It’s January and we’re at 1,520 m altitude! It’s cold until mid-day here and, typical of buildings in warm climates, our hotel doesn’t have main doors, it’s open-air. This morning the staff received numerous requests from the chilly Canadians for extra blankets. It’s misty and about 10 C at 7:30 am. Breakfast with hot coffee, tea and cooked-to-order omelettes in addition to a large buffet helped a great deal.

Away at 8:30 am to Eravikulam National Park which contains south India’s highest mountain, Ana Mude (Tamil for elephant’s brow) at 2,695 m. If you look from the right angle, you can see that the mountain is shaped like an elephant’s head. Eravikulam covers 97 square kilometers and is the last refuge of the endemic Nilgiri Tahr, a large member of the mountain-goat family. The area receives 5,000 mm of rain per year but fortunately this is the dry season and it’s a bright sunny day warming up quickly. To control crowds of tourists and protect the endangered Tahr, a shuttle bus with a park ranger aboard runs from the main gate part way up the mountain where a switch-back walking trail leads higher. The vegetation is sparse – grasses and small groups of conifers with the bare rock of the mountaintop looming above. The higher areas are out of bounds and we used our scopes to scan the high slopes where the Tahr often appear, but saw none. Oh well! On our way down, someone pointed, “Look!” There were two Tahr a couple of switchbacks below us! Finally, with fine views of the elusive Tahr and having seen some very nice birds, Nilgiri Pipit, a local endemic, a pair of Black Eagles soaring over the cliffs, Plain and Ashy Prinias, Grey Wagtail and a Eurasian Kestrel, we boarded the downward shuttle. Then Sudheesh did it again! As the shuttle bus neared the gate, he asked the driver to stop and pointed out a snoozing Savannah Nightjar perched right against the cut-away bank of the road, at eye level only a metre from the bus. Even the park rangers were surprised to see it and the non-birding passengers were suitably amazed by its cryptic colouring.

Back to the hotel for lunch and a rest, and then out on another excursion at 3 pm, driving just a few kilometers to a nice forest track sloping down through a teak plantation. Sudheesh worked hard to find the birds, and the scopes were in constant use. A Rusty-tailed Flycatcher, two Black Bulbuls, a Grey-breasted Laughingthrush, Grey-headed Canary-flycatcher, a pair of Nilgiri Flycatchers, two Common (Eurasian) Buzzards, Ashy Drongo, Common Rosefinch and a Velvet-fronted Nuthatch, among others, kept us very busy! 

As we walked down the rough forest trail, Sudheesh explained that what some of us had thought was ginger growing thick under the tall teak trees, was actually cardamom, another member of the ginger family. This part of India is famous for its production of the best cardamom in the world as well as many other spices such as cinnamon, nutmeg, mace, ginger and pepper. One of the plantation workmen showed us the small (2cm) flower located at ground level, right where the leaf stems come out of the soil.
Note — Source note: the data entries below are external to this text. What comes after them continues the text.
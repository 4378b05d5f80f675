use std::ops::Range;

use super::smoothing::sanitize_db;

/// Geometric mapping from a linear spectrum onto log-spaced output bins.
///
/// Raw bin `k` of an `N` bin spectrum sits at `k * nyquist / N`. Each output
/// bin stores its centre frequency and the fractional raw index it reads
/// from; positions are clamped to the raw range so edges never wrap.
#[derive(Debug, Clone)]
pub struct LogFrequencyMap {
    raw_len: usize,
    sample_rate: f32,
    frequencies: Vec<f32>,
    positions: Vec<f32>,
}

impl LogFrequencyMap {
    pub fn new(f_min: f32, f_max: f32, log_bins: usize, raw_len: usize, sample_rate: f32) -> Self {
        let nyquist = sample_rate * 0.5;
        let hi = f_max.min(nyquist);
        let mut lo = f_min.max(1.0);
        if lo >= hi {
            lo = hi * 0.5;
        }

        let mut frequencies = Vec::with_capacity(log_bins);
        if log_bins == 1 {
            frequencies.push(lo);
        } else {
            let ratio = hi / lo;
            let last = (log_bins - 1) as f32;
            for i in 0..log_bins {
                frequencies.push(lo * ratio.powf(i as f32 / last));
            }
            if let Some(top) = frequencies.last_mut() {
                *top = hi;
            }
        }

        let max_index = raw_len.saturating_sub(1) as f32;
        let positions = frequencies
            .iter()
            .map(|f| (f * raw_len as f32 / nyquist).clamp(0.0, max_index))
            .collect();

        Self {
            raw_len,
            sample_rate,
            frequencies,
            positions,
        }
    }

    /// Whether this map was built for the given spectrum layout.
    pub fn matches(&self, raw_len: usize, sample_rate: f32) -> bool {
        self.raw_len == raw_len && self.sample_rate == sample_rate
    }

    pub fn frequencies(&self) -> &[f32] {
        &self.frequencies
    }

    pub fn positions(&self) -> &[f32] {
        &self.positions
    }

    pub fn len(&self) -> usize {
        self.frequencies.len()
    }

    pub fn is_empty(&self) -> bool {
        self.frequencies.is_empty()
    }

    /// Linearly interpolates `raw` at every output position, writing
    /// sanitized decibel values into `out`.
    pub fn resample(&self, raw: &[f32], db_floor: f32, db_ceil: f32, out: &mut Vec<f32>) {
        out.clear();
        if raw.is_empty() {
            return;
        }
        let last = raw.len() - 1;
        for &pos in &self.positions {
            let i0 = (pos.floor() as usize).min(last);
            let i1 = (i0 + 1).min(last);
            let frac = pos - i0 as f32;
            let a = sanitize_db(raw[i0], db_floor, db_ceil);
            let b = sanitize_db(raw[i1], db_floor, db_ceil);
            out.push(a + (b - a) * frac);
        }
    }

    /// Output bins whose centre frequency lies in `[lo_hz, hi_hz)`, or
    /// `[lo_hz, hi_hz]` when `inclusive_top` is set.
    pub fn band_range(&self, lo_hz: f32, hi_hz: f32, inclusive_top: bool) -> Range<usize> {
        let start = self.frequencies.partition_point(|&f| f < lo_hz);
        let end = if inclusive_top {
            self.frequencies.partition_point(|&f| f <= hi_hz)
        } else {
            self.frequencies.partition_point(|&f| f < hi_hz)
        };
        start..end.max(start)
    }
}

/// 3-tap `[0.25, 0.5, 0.25]` smoothing with wraparound at the ends.
pub fn smooth_circular(values: &[f32], out: &mut Vec<f32>) {
    out.clear();
    let n = values.len();
    if n < 3 {
        out.extend_from_slice(values);
        return;
    }
    for i in 0..n {
        let prev = values[(i + n - 1) % n];
        let next = values[(i + 1) % n];
        out.push(0.25 * prev + 0.5 * values[i] + 0.25 * next);
    }
}

#[cfg(test)]
mod tests {
    use super::*;

    #[test]
    fn frequencies_increase_strictly() {
        for &(bins, rate) in &[(128, 44_100.0), (8, 44_100.0), (64, 8_000.0), (2, 48_000.0)] {
            let map = LogFrequencyMap::new(20.0, 8_000.0, bins, 1024, rate);
            assert_eq!(map.len(), bins);
            for pair in map.frequencies().windows(2) {
                assert!(pair[1] > pair[0], "{pair:?} not increasing");
            }
            for pair in map.positions().windows(2) {
                assert!(pair[1] >= pair[0]);
            }
        }
    }

    #[test]
    fn clamps_top_frequency_to_nyquist() {
        let map = LogFrequencyMap::new(20.0, 8_000.0, 16, 256, 8_000.0);
        assert_eq!(*map.frequencies().last().unwrap(), 4_000.0);
        assert_eq!(map.frequencies()[0], 20.0);
    }

    #[test]
    fn clamps_low_frequency_to_one_hertz() {
        let map = LogFrequencyMap::new(0.0, 8_000.0, 4, 256, 44_100.0);
        assert_eq!(map.frequencies()[0], 1.0);
    }

    #[test]
    fn interpolates_between_neighbours_without_wrapping() {
        // 4 raw bins over a 400 Hz nyquist: 100 Hz per bin.
        let map = LogFrequencyMap::new(150.0, 400.0, 2, 4, 800.0);
        let raw = [-100.0, -60.0, -20.0, -40.0];
        let mut out = Vec::new();
        map.resample(&raw, -100.0, -30.0, &mut out);

        // 150 Hz sits halfway between bins 1 and 2.
        assert!((out[0] - -40.0).abs() < 1e-4);
        // 400 Hz clamps onto the last bin instead of wrapping to bin 0.
        assert!((out[1] - -40.0).abs() < 1e-4);
    }

    #[test]
    fn resampling_replaces_silence_with_floor() {
        let map = LogFrequencyMap::new(20.0, 8_000.0, 8, 16, 44_100.0);
        let raw = vec![f32::NEG_INFINITY; 16];
        let mut out = Vec::new();
        map.resample(&raw, -100.0, -30.0, &mut out);
        assert!(out.iter().all(|&v| v == -100.0));
    }

    #[test]
    fn band_ranges_partition_the_bins() {
        let map = LogFrequencyMap::new(20.0, 8_000.0, 8, 1024, 44_100.0);
        let low = map.band_range(20.0, 160.0, false);
        let mid = map.band_range(160.0, 2_000.0, false);
        let high = map.band_range(2_000.0, 8_000.0, true);
        assert_eq!(low, 0..3);
        assert_eq!(mid, 3..6);
        assert_eq!(high, 6..8);
    }

    #[test]
    fn circular_smoothing_wraps_edges() {
        let mut out = Vec::new();
        smooth_circular(&[4.0, 0.0, 0.0, 0.0], &mut out);
        assert_eq!(out, vec![2.0, 1.0, 0.0, 1.0]);

        smooth_circular(&[1.0, 2.0], &mut out);
        assert_eq!(out, vec![1.0, 2.0]);
    }
}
It looks like a tiny white orchid with pink spots and it is dwarfed by the 1 m-long sword-shaped leaves. The small seed pods have to be harvested by hand, hence the high price of this spice.

The mountain scenery on the way back to Munnar kept all the cameras in the bus clicking as new views of tea plantations emerged around every bend in the road. They’re so photogenic!

Friday, February 1

15 C and sunny! Pre-breakfast birding in the garden produced Red-vented and Red-whiskered Bulbuls (the latter very common), Gray Wagtail, a Brown Shrike and a Brown-breasted Flycatcher. Away at 8:20 am, heading south to Periyar National Park. The narrow, winding mountain roads make for wonderful scenery, but it’s not easy to stop for pictures of these amazing tea plantations. In some areas the tea pickers were at work on the slopes, their clothing making colourful splashes against the green background. We wondered about the “fluffy-looking” tall trees planted among the tea bushes and learned later that they are Silky-oaks (Grevillia family) native to north-eastern Australia, and planted here as shade trees for the tea. As we drove south past many more cardamom plantations, we gradually came down a bit in elevation and were delighted to find that for many kilometers the road was lined with huge white-flowering datura (trumpet-flower) bushes 2-2.5 m high in full bloom, sometimes dramatically topped with midnight blue morning glories. The orange flowers of lantana filled the ditches and red-flowering Flame of the Forest trees dotted the roadside. As we neared Periyar, the white daturas gave way to even larger-flowered salmon-pink ones, all just growing wild on the roadside. Spectacular! The cameras whirred and we wondered what the gardeners in Stanley Park would think.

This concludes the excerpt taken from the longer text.